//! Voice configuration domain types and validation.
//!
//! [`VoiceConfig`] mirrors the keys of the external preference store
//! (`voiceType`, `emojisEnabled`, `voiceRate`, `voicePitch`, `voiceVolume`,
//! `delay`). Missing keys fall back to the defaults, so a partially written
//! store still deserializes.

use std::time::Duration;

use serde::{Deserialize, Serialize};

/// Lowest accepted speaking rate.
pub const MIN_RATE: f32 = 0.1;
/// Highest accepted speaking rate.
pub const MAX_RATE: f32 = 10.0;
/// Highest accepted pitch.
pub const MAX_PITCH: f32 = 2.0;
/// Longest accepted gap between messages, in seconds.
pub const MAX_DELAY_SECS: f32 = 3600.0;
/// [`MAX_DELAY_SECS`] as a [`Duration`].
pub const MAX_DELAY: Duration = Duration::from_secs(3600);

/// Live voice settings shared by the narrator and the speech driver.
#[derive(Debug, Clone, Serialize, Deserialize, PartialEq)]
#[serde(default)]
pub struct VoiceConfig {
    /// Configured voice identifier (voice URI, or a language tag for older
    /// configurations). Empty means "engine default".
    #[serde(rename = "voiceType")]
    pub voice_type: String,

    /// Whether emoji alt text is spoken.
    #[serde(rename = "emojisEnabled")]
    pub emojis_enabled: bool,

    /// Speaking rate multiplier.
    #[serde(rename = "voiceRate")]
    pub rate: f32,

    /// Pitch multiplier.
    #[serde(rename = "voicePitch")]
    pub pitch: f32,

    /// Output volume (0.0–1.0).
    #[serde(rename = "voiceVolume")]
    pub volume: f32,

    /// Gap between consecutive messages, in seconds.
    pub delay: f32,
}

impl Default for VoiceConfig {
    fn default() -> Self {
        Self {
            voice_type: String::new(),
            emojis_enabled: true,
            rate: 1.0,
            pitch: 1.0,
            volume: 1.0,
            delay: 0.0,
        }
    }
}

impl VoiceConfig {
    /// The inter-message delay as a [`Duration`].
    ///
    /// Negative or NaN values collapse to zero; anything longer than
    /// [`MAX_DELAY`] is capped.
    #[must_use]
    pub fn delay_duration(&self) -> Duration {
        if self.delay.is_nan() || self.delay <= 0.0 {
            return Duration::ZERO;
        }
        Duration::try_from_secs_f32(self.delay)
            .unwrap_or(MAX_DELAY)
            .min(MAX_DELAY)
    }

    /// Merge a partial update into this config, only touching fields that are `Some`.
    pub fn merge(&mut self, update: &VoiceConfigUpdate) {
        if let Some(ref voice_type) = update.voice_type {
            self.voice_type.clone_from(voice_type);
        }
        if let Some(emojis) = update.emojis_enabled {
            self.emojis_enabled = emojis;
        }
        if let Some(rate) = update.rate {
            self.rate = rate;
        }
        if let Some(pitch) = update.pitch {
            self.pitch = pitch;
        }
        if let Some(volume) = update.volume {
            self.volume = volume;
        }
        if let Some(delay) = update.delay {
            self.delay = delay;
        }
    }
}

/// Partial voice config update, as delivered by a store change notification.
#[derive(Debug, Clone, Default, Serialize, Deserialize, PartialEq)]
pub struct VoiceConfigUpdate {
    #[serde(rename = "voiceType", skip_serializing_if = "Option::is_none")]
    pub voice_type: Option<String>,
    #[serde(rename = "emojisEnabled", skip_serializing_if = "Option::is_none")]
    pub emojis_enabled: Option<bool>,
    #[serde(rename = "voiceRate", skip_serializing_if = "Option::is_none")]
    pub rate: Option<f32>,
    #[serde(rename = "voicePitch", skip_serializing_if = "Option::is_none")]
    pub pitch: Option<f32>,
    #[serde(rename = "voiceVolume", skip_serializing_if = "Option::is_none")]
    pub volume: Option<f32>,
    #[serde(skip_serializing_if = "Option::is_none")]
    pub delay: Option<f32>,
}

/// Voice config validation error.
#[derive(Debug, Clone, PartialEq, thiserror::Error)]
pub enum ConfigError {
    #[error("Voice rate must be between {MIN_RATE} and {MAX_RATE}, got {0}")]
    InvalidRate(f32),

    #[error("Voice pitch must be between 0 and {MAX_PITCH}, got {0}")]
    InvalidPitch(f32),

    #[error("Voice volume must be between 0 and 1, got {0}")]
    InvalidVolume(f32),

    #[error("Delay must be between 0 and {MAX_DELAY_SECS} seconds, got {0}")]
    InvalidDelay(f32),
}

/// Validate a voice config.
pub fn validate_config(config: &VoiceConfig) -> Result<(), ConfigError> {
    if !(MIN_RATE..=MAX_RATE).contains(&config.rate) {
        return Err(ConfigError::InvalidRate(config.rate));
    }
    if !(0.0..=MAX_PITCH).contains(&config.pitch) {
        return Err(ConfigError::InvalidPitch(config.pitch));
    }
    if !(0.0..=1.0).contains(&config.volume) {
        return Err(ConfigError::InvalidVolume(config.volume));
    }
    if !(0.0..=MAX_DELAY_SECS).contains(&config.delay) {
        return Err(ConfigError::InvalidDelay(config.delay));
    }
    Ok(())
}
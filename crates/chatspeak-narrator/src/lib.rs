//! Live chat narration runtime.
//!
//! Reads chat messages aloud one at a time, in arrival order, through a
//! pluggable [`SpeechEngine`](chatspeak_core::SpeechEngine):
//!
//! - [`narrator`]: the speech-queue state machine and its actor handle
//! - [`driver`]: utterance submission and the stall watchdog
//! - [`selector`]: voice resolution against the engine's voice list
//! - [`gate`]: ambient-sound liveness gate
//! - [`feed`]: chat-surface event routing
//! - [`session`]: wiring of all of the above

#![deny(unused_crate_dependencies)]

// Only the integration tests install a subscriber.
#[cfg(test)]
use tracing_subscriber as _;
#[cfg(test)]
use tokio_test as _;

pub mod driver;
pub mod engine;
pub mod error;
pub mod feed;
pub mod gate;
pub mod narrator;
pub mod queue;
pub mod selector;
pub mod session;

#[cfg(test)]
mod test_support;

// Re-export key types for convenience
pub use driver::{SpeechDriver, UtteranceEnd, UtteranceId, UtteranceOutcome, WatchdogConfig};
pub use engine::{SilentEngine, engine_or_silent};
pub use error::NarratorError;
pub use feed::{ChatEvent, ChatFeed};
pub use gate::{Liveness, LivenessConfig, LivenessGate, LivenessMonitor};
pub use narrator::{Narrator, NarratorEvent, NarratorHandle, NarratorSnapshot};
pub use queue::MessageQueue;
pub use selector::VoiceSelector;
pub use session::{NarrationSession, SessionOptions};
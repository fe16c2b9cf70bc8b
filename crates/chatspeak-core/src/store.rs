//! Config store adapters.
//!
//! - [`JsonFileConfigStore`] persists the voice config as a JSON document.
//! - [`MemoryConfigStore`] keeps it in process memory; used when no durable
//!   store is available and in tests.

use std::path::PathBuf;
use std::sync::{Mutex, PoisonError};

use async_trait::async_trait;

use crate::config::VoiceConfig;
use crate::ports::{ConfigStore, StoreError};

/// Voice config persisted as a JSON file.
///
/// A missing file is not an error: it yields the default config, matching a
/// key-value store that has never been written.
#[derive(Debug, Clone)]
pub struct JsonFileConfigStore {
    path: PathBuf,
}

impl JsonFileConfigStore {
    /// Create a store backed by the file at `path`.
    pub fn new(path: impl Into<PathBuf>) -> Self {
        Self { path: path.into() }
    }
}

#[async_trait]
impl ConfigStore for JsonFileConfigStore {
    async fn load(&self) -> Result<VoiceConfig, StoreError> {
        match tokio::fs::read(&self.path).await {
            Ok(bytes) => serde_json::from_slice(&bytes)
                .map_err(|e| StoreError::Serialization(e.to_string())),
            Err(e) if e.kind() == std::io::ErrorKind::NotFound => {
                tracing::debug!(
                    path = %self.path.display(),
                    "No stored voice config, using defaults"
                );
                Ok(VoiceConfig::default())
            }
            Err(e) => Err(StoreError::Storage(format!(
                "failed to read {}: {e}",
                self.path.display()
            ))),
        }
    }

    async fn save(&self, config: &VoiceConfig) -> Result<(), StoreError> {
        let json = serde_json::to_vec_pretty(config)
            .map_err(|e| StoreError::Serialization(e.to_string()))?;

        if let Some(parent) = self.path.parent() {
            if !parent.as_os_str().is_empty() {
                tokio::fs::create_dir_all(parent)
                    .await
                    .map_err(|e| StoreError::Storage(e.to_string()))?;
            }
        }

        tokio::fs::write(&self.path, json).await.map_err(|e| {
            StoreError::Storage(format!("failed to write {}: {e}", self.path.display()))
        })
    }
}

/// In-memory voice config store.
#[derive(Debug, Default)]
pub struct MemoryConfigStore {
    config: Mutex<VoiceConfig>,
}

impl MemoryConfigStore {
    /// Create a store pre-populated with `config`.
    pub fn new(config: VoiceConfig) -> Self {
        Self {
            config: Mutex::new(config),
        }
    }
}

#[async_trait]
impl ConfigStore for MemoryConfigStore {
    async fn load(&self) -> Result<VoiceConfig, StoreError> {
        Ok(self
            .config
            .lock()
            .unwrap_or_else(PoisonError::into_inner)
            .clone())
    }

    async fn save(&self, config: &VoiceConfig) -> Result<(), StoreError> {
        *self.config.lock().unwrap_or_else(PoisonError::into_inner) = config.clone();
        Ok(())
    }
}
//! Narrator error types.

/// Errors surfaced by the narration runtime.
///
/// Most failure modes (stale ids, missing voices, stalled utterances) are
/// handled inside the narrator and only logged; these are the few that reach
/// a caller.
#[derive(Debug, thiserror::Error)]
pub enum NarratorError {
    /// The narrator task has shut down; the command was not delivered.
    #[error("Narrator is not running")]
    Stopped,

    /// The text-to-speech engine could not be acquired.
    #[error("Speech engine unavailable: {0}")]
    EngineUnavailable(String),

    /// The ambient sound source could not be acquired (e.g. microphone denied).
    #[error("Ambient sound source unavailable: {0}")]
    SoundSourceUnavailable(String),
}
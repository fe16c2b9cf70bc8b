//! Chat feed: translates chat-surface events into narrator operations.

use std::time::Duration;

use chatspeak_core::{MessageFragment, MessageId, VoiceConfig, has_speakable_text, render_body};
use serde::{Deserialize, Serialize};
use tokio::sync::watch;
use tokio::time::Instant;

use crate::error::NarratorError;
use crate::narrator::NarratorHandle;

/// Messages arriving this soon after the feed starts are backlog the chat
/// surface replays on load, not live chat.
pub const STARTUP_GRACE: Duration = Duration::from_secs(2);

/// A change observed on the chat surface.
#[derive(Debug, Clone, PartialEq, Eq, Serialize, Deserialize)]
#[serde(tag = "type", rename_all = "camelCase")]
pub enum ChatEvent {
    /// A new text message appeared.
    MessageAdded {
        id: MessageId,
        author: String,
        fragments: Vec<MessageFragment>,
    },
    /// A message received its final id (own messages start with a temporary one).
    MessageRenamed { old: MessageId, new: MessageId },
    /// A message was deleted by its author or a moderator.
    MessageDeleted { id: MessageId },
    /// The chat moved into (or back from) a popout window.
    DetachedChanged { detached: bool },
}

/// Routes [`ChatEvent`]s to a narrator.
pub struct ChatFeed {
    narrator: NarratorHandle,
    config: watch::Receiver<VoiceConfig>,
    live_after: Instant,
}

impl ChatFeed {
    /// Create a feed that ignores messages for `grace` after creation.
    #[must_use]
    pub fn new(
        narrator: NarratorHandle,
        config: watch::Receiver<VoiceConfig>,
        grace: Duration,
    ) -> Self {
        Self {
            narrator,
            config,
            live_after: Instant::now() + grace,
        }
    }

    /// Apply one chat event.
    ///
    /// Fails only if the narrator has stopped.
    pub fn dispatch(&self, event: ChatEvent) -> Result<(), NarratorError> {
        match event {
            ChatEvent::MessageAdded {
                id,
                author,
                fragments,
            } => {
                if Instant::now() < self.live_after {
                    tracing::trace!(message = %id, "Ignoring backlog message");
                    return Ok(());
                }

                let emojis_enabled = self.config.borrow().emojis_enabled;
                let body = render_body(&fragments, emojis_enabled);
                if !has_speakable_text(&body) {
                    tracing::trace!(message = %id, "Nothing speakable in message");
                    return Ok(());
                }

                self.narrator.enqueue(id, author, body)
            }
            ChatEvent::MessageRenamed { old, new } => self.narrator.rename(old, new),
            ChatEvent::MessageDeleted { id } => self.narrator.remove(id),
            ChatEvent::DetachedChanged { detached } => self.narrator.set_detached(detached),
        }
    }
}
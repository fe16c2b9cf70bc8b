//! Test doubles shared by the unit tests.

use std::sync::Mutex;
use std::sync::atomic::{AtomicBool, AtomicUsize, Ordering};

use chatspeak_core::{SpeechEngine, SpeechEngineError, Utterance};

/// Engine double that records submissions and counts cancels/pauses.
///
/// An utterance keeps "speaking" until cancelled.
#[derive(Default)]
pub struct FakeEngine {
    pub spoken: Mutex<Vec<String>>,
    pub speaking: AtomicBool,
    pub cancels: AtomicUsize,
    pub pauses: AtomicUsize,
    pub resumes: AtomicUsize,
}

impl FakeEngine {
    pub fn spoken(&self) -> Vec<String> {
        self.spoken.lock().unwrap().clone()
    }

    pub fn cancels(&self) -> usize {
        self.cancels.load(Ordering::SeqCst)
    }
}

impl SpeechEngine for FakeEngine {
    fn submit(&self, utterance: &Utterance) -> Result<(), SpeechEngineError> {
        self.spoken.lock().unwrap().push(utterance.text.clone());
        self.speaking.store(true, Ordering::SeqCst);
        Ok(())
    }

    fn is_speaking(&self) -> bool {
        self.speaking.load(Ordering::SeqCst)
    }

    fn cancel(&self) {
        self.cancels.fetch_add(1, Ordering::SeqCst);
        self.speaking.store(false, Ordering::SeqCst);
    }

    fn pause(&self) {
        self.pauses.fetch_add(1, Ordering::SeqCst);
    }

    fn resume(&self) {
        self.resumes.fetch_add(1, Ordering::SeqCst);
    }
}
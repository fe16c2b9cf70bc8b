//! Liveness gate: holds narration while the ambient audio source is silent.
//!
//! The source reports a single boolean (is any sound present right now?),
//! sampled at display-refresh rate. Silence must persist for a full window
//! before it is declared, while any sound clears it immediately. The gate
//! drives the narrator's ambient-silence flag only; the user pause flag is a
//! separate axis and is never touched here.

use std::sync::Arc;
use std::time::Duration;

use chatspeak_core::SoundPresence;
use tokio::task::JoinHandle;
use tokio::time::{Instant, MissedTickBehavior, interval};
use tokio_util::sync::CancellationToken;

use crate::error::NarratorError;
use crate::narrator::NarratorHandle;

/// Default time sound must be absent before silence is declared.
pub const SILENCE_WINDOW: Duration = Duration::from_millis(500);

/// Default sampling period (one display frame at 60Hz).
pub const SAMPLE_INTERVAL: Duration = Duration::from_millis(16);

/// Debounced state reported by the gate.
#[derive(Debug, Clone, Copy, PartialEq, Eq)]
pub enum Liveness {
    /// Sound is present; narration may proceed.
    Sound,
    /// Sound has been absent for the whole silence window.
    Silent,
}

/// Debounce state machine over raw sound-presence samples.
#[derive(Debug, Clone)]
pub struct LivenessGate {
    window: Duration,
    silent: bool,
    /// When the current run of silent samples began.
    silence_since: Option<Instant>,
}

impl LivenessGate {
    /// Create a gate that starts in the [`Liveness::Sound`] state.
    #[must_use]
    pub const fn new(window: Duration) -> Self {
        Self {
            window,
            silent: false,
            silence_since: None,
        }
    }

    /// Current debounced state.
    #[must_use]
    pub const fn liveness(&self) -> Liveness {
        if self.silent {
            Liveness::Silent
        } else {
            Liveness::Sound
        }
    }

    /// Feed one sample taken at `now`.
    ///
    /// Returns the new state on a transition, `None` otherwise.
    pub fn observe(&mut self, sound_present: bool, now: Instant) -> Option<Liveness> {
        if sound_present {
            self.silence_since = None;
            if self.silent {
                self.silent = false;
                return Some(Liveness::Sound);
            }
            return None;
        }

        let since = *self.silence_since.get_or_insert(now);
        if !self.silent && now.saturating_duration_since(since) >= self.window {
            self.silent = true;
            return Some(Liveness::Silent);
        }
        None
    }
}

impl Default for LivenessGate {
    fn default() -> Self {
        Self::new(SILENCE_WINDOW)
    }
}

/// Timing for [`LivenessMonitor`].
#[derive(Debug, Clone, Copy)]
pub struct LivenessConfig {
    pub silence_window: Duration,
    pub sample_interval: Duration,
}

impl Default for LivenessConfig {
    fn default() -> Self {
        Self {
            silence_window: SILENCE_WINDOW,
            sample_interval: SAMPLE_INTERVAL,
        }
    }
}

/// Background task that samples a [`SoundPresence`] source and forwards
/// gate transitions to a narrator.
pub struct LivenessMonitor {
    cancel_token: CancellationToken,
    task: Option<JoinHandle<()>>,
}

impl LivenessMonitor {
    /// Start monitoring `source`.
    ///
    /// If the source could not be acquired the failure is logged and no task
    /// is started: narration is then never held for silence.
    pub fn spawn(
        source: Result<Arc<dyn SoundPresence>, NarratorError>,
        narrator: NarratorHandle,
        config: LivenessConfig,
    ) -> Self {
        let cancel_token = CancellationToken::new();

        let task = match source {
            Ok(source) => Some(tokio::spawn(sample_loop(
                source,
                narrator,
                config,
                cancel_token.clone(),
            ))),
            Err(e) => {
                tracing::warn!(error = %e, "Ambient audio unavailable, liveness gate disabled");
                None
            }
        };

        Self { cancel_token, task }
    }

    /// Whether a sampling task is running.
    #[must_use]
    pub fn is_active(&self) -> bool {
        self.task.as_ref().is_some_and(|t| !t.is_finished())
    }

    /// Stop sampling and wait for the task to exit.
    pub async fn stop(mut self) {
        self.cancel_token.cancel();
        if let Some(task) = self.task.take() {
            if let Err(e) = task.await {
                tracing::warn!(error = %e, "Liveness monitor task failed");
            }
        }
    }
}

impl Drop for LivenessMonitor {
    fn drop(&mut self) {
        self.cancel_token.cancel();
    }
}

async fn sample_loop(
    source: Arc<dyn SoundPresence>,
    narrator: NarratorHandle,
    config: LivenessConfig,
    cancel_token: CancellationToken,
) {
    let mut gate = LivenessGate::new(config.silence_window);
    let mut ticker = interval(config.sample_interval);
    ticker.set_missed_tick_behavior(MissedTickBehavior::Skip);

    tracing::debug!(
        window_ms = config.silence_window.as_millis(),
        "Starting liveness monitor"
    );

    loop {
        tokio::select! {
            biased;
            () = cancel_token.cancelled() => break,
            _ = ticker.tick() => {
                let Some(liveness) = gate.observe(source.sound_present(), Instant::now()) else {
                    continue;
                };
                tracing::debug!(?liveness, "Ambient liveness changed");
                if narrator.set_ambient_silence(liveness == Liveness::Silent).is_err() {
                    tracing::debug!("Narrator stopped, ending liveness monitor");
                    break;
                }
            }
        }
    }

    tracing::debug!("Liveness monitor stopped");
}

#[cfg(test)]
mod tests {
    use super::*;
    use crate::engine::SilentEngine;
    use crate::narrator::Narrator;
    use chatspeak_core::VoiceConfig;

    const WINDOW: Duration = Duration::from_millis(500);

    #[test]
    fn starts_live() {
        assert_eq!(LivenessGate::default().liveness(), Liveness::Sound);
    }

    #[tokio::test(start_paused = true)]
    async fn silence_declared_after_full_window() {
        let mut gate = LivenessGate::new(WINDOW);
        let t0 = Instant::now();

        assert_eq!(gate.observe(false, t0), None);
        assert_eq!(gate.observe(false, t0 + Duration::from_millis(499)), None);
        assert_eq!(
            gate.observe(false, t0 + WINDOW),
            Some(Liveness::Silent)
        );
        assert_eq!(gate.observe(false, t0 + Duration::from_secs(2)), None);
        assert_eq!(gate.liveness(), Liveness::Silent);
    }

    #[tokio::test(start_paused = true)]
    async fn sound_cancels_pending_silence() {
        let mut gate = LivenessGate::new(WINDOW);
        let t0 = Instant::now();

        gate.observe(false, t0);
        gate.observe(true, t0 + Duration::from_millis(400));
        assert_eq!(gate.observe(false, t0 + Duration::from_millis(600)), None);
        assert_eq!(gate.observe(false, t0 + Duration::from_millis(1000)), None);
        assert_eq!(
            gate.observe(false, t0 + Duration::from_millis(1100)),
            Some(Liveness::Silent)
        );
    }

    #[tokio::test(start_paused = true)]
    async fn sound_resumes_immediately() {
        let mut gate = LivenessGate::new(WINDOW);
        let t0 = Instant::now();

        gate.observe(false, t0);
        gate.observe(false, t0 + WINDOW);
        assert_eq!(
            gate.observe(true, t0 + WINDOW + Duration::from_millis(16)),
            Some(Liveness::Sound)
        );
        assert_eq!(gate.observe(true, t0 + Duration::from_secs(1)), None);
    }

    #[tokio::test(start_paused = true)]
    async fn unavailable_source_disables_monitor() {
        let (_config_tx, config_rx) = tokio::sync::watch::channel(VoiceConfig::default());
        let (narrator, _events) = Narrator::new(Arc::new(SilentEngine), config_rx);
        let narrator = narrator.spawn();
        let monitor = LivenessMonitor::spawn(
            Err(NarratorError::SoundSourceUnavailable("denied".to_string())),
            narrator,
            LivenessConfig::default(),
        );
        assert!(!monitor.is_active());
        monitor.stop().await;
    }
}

━━━━━━━━━━

If a line in the entries above has the word "SilentEngine", copy it.

**Your response**.
pub use engine::{SilentEngine, engine_or_silent};
    use crate::engine::SilentEngine;
        let (narrator, _events) = Narrator::new(Arc::new(SilentEngine), config_rx);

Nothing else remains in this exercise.